Preparation of trypsin aptamer modified silica particles by surface initiated atom transfer radical polymerization for proteome identification

Abstract

Highly efficient and complete protein digestion is vital for achieving accurate protein quantification. However, the efficiency and completeness of conventional protease free digestion are not satisfactory for extremely complicated proteomic samples. In this study, a new method of trypsin immobilization using an aptamer is developed by using surface initiated atom transfer radical polymerization (ATRP) as a linker (TAMSP-ATRP), and bovine serum albumin (BSA) was chosen as a target to investigate the enzymatic performance of ATRP modified aptamer-silica. The digestion efficiency, repeatability and recovery of the TAMSP-ATRP were evaluated by mass spectrometry (MS) analysis. Highly efficient digestion was achieved by using TAMSP-ATRP in only 2 min. Compared with traditional methods (glutaric dialdehyde as a linker and free-trypsin), the ATRP reaction as a linker obtained a BSA coverage of 62.77%, with 33 identified peptides with 0 miss cleavage, which is much better than that of glutaric dialdehyde modified trypsin digestion (sequence coverage of 33.8% and an identified 0 miss cleavage peptide number of 17) and the trypsin free digestion (coverage of 58.87% and identified 0 miss cleavage peptides of 30).
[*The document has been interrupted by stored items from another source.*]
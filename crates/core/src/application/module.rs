// Module contract shared by every execution backend

use async_trait::async_trait;

use crate::domain::{Invocation, Latency, Stage};
use crate::error::Result;

/// A unit of work with a lifecycle and a `run` operation.
///
/// Implementations:
/// - ProcessModule: launches a local executable
/// - RemoteModule: dispatches commands to an HTTP endpoint
///
/// `enter`/`exit` are the scope hooks used by [`crate::scoped`]. They default to
/// `start`/`stop`; variants override them when acquiring the scope means
/// something else (e.g. a connectivity probe).
#[async_trait]
pub trait Module: Send + Sync {
    /// Identity string. Uniqueness inside a System is not enforced.
    fn name(&self) -> &str;

    fn set_name(&mut self, name: String);

    fn stage(&self) -> Stage;

    /// Initiate execution.
    ///
    /// Returns whether the work succeeded, or for detached launches whether
    /// the launch was accepted. A remote command outside the permitted set
    /// returns `Ok(false)` without touching the network.
    ///
    /// # Errors
    /// - SupervisorError::InvalidInvocation if the invocation kind does not match the backend
    /// - Transport, HTTP status and execution failures are propagated
    async fn run(&mut self, invocation: Invocation) -> Result<bool>;

    async fn start(&mut self) -> Result<()>;

    async fn stop(&mut self) -> Result<()>;

    /// Scope entry
    async fn enter(&mut self) -> Result<()> {
        self.start().await
    }

    /// Scope exit, called on every exit path once `enter` succeeded
    async fn exit(&mut self) -> Result<()> {
        self.stop().await
    }

    /// Reachability probe; `None` for backends with nothing to probe
    async fn health_check(&self) -> Result<Option<Latency>> {
        Ok(None)
    }
}
// Connectivity latency measurement

use serde::{Deserialize, Serialize};

/// Where the end timestamp of a latency measurement came from
#[derive(Debug, Clone, Copy, PartialEq, Eq, Serialize, Deserialize)]
#[serde(rename_all = "lowercase")]
pub enum LatencySource {
    /// `ping_end` reported in the remote response body
    Server,
    /// Local clock read after the response arrived
    Client,
}

/// Result of a connectivity probe
#[derive(Debug, Clone, Copy, PartialEq, Eq, Serialize, Deserialize)]
pub struct Latency {
    /// Signed: a remote clock behind ours yields a negative value
    pub nanos: i64,
    pub source: LatencySource,
}

impl Latency {
    /// Prefer the server-reported `ping_end`; fall back to the local clock.
    ///
    /// A `ping_end` whose difference to `ping_start` does not fit in an `i64`
    /// is treated as absent.
    pub fn measure(ping_start: i64, ping_end: Option<i64>, now_nanos: impl FnOnce() -> i64) -> Self {
        match ping_end.and_then(|end| end.checked_sub(ping_start)) {
            Some(nanos) => Self {
                nanos,
                source: LatencySource::Server,
            },
            None => Self {
                nanos: now_nanos().saturating_sub(ping_start),
                source: LatencySource::Client,
            },
        }
    }

    pub fn as_millis_f64(&self) -> f64 {
        self.nanos as f64 / 1_000_000.0
    }
}

#[cfg(test)]
mod tests {
    use super::*;

    #[test]
    fn test_server_reported_end_wins() {
        let latency = Latency::measure(1_000, Some(4_500), || panic!("clock must not be read"));
        assert_eq!(latency.nanos, 3_500);
        assert_eq!(latency.source, LatencySource::Server);
    }

    #[test]
    fn test_client_fallback() {
        let latency = Latency::measure(1_000, None, || 2_000_000);
        assert_eq!(latency.nanos, 1_999_000);
        assert_eq!(latency.source, LatencySource::Client);
        assert!((latency.as_millis_f64() - 1.999).abs() < 1e-9);
    }

    #[test]
    fn test_overflowing_server_end_falls_back_to_client() {
        let latency = Latency::measure(1_000, Some(i64::MIN), || 6_000);
        assert_eq!(latency.nanos, 5_000);
        assert_eq!(latency.source, LatencySource::Client);
    }

    #[test]
    fn test_client_clock_saturates() {
        let latency = Latency::measure(i64::MIN, None, || i64::MAX);
        assert_eq!(latency.nanos, i64::MAX);
    }
}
In addition, human serum was digested by using TAMSP-ATRP in 2 min and trypsin free digestion in 16 h. For the TAMSP-ATRP method, 45 proteins were identified, compared to 34 proteins in trypsin free digestion, indicating that the digestion efficiency improved. All these results demonstrated that the aptamer could serve as a potential medium for the immobilization of trypsin to enhance protein digestion efficiency. Moreover, the TAMSP-ATRP was easily removed from the digestion solution. With further development, TAMSP-ATRP can be used in ¹⁸O labeling protein quantitation with the performance of suppressing the back-change of ¹⁸O labeling, which will be a huge potential advantage for online and high throughput proteome quantification.